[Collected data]
------------------------------------------------------------------------
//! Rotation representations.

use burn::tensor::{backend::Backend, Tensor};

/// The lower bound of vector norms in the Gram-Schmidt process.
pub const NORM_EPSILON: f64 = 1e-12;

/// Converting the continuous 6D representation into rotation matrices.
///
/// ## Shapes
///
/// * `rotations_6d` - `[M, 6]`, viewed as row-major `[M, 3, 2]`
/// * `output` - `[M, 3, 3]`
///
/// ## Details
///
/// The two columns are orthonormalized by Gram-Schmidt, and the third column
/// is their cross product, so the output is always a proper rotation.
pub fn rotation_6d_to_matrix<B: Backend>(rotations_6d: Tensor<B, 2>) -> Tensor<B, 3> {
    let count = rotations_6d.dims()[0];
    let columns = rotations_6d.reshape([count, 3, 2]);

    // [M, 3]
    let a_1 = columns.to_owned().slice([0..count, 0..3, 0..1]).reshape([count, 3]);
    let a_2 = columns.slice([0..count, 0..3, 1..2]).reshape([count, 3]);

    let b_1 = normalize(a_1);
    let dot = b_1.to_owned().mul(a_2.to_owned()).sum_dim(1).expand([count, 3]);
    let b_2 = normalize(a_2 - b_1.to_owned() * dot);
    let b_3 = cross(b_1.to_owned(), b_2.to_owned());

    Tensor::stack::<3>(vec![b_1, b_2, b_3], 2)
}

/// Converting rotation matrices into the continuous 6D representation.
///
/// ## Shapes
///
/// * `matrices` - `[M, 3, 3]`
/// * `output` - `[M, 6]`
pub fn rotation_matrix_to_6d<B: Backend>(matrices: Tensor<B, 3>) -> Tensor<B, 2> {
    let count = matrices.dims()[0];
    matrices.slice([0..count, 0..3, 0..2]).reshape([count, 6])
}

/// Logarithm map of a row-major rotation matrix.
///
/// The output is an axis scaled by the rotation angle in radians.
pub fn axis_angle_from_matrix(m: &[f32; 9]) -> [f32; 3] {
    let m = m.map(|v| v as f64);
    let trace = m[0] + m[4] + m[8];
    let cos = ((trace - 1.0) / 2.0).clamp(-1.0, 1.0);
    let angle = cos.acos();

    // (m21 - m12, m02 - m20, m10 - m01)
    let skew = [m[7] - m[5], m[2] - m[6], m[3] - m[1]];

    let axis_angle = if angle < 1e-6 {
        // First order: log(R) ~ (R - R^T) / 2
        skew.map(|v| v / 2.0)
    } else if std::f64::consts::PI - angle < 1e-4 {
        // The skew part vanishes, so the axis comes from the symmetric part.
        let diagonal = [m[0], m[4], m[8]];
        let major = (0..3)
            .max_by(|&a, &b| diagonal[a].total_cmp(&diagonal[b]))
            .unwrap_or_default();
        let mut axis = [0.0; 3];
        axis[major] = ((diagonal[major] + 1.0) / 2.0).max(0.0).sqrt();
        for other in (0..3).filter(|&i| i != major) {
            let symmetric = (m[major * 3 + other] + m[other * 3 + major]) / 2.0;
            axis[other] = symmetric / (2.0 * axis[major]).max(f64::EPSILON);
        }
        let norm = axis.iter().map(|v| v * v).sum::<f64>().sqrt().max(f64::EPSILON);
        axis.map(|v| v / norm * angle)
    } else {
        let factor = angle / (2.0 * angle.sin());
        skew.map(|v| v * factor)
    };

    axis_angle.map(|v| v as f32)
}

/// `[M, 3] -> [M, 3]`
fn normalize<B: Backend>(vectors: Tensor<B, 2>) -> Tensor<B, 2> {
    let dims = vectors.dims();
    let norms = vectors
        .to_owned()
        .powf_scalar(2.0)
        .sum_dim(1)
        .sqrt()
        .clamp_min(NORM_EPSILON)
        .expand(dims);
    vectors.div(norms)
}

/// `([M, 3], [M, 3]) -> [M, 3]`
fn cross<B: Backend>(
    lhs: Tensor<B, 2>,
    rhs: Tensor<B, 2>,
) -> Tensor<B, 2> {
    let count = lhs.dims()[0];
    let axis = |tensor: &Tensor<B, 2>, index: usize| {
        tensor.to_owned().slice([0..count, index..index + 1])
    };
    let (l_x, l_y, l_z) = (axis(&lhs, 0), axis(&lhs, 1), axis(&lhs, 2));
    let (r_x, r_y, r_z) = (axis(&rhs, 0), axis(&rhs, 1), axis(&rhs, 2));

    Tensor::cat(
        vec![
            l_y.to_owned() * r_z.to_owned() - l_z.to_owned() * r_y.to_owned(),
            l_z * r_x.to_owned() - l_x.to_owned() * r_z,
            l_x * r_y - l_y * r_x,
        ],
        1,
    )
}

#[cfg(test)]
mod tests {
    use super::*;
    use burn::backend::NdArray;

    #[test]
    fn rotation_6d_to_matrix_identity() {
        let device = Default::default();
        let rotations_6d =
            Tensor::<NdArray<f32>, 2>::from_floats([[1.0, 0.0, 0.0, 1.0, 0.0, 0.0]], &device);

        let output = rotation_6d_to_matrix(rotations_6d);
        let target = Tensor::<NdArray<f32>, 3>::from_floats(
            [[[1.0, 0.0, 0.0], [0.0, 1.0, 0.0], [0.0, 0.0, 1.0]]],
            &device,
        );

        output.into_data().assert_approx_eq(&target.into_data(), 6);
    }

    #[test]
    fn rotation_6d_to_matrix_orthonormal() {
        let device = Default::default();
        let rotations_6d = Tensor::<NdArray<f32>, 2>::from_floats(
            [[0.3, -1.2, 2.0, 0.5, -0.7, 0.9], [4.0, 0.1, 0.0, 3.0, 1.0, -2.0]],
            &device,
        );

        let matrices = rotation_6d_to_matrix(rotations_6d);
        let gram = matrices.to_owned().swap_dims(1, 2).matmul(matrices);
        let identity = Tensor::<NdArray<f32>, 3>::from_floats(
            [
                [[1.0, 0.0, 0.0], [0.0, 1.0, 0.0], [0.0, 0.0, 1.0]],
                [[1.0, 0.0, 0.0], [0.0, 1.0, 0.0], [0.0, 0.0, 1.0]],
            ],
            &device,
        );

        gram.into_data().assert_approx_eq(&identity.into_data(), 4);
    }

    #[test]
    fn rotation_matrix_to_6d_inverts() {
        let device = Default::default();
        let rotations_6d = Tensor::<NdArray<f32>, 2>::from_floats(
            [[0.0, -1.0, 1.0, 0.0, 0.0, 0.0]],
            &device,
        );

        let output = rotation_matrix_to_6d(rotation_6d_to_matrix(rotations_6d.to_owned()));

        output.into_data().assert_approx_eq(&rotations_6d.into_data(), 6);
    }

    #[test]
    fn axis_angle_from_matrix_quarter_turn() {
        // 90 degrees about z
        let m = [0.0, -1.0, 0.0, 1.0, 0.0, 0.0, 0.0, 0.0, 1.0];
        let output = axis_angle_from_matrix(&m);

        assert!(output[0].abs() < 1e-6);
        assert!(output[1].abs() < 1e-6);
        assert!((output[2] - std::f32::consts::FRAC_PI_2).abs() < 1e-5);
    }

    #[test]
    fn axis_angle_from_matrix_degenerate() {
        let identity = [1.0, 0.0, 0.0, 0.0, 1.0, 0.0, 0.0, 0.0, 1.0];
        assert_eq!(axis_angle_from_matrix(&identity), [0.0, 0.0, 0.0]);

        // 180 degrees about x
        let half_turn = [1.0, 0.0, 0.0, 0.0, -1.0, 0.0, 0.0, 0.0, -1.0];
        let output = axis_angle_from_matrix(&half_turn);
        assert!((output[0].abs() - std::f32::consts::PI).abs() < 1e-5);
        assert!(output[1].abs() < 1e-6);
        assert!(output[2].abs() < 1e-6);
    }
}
------------------------------------------------------------------------
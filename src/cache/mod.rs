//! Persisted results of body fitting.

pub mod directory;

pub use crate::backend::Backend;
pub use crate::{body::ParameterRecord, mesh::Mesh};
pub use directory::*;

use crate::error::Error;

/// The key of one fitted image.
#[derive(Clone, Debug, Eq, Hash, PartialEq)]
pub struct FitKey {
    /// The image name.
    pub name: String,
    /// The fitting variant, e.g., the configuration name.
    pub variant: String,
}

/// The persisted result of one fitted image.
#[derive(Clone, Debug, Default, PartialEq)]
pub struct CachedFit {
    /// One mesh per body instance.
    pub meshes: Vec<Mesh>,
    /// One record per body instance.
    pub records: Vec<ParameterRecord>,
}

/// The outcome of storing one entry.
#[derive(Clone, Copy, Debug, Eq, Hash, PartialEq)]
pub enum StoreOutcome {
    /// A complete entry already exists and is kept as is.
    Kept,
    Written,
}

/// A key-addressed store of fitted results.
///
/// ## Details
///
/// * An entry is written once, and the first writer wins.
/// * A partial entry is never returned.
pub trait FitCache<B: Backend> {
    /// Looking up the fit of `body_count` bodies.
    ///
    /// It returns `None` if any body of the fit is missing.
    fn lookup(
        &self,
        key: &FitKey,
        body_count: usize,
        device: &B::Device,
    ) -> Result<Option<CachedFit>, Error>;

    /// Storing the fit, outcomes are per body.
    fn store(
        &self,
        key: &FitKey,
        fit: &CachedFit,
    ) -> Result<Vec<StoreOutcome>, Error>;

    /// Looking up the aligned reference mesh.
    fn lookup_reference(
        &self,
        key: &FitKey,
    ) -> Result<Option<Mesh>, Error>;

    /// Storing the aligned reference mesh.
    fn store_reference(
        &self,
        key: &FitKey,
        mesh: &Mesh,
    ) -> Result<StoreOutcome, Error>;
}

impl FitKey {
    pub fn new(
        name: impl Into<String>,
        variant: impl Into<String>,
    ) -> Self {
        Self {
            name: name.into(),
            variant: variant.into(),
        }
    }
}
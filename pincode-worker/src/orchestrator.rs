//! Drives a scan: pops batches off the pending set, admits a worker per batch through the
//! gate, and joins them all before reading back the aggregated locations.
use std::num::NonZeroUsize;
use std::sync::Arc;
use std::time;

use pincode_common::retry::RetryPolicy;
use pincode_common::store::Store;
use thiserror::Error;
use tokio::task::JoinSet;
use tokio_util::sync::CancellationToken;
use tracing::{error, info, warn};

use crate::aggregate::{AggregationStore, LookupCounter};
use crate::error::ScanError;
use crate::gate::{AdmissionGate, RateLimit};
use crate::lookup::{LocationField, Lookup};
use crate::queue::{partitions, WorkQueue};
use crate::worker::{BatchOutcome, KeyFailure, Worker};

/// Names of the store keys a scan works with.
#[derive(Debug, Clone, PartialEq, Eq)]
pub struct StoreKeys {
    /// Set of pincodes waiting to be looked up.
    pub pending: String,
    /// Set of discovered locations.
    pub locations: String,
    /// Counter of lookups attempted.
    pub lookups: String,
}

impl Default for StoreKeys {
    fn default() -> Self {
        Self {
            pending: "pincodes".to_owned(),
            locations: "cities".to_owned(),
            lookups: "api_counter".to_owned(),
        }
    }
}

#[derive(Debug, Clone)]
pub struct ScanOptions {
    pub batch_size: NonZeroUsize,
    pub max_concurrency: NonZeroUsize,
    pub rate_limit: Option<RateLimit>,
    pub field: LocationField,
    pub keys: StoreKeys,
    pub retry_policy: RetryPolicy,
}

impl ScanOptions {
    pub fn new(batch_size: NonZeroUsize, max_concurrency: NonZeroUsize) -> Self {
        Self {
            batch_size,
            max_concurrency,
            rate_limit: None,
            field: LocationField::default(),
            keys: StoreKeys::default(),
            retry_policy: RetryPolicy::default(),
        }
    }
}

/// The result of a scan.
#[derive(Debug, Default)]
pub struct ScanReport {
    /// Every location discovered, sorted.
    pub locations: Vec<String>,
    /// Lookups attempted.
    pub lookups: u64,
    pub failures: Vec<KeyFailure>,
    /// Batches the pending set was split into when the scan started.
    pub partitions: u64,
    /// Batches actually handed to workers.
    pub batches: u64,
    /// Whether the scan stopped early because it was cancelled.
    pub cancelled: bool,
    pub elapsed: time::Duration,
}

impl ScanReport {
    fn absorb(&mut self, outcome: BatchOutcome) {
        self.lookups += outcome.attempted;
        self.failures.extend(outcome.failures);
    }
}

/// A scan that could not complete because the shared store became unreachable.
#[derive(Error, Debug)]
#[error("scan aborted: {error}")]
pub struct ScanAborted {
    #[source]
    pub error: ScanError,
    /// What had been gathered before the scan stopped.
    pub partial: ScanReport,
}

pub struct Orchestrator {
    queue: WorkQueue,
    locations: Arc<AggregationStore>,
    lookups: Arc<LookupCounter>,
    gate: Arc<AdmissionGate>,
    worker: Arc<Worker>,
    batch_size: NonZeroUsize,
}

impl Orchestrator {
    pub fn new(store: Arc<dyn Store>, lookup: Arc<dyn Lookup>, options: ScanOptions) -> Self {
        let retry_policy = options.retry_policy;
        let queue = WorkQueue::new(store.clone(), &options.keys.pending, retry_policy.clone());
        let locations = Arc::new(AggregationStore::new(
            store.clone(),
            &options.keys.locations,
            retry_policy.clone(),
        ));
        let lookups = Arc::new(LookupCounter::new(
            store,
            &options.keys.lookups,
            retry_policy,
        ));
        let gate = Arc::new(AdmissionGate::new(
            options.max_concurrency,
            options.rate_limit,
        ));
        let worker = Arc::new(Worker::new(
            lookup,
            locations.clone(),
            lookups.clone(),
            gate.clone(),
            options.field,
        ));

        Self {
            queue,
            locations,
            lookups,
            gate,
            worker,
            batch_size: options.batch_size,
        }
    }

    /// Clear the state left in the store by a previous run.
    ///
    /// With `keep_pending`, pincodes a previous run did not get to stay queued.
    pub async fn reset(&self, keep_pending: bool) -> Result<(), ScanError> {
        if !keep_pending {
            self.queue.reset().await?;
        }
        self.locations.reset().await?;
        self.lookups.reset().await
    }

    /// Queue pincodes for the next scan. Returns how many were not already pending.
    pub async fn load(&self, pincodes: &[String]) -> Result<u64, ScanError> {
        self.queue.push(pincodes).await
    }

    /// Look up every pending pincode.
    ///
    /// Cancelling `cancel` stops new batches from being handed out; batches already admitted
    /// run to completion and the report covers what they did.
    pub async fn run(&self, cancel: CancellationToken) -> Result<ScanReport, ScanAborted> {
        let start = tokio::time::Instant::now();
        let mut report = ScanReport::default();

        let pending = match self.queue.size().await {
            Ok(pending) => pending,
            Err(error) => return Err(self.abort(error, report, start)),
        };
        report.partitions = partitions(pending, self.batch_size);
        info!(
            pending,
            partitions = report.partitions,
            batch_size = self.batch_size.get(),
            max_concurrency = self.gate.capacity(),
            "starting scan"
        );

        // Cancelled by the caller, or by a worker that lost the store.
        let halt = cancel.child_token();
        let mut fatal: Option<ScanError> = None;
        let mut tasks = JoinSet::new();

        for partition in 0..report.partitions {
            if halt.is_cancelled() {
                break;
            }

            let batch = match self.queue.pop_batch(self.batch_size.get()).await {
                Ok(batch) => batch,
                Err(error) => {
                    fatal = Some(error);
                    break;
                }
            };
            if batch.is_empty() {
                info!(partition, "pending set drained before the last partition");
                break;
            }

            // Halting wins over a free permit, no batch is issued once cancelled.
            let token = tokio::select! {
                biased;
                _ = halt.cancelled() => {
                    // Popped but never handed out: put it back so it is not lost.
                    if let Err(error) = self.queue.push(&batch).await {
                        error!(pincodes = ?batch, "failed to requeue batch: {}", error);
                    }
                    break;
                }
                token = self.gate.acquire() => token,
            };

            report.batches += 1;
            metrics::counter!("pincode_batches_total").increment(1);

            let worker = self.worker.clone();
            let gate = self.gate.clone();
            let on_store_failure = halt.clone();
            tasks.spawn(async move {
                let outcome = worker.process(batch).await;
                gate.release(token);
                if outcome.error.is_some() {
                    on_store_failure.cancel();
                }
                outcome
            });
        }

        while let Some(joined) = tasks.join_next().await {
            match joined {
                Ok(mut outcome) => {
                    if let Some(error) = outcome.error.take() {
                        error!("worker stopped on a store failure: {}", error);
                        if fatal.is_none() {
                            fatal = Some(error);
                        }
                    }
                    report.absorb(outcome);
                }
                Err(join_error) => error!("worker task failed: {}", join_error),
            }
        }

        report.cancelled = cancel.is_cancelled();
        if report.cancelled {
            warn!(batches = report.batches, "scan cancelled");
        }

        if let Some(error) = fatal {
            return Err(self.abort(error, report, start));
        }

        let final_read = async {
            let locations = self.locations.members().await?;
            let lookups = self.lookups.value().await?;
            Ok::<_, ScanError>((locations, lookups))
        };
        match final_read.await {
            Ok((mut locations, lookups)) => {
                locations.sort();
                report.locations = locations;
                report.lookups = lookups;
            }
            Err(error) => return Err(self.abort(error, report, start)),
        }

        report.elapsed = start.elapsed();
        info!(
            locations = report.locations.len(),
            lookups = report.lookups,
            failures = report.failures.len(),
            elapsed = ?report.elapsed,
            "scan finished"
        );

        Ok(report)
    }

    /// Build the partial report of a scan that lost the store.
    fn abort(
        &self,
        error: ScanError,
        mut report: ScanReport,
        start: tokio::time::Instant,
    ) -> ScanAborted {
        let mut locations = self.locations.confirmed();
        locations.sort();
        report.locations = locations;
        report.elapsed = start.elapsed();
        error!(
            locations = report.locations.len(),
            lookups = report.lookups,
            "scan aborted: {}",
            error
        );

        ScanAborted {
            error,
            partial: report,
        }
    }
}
------------------------------------------------------------------------
*Activity:* Scan the lines above for the word "else" and copy every one where it occurs.

*Answer section:*
    } else if std::f64::consts::PI - angle < 1e-4 {
    } else {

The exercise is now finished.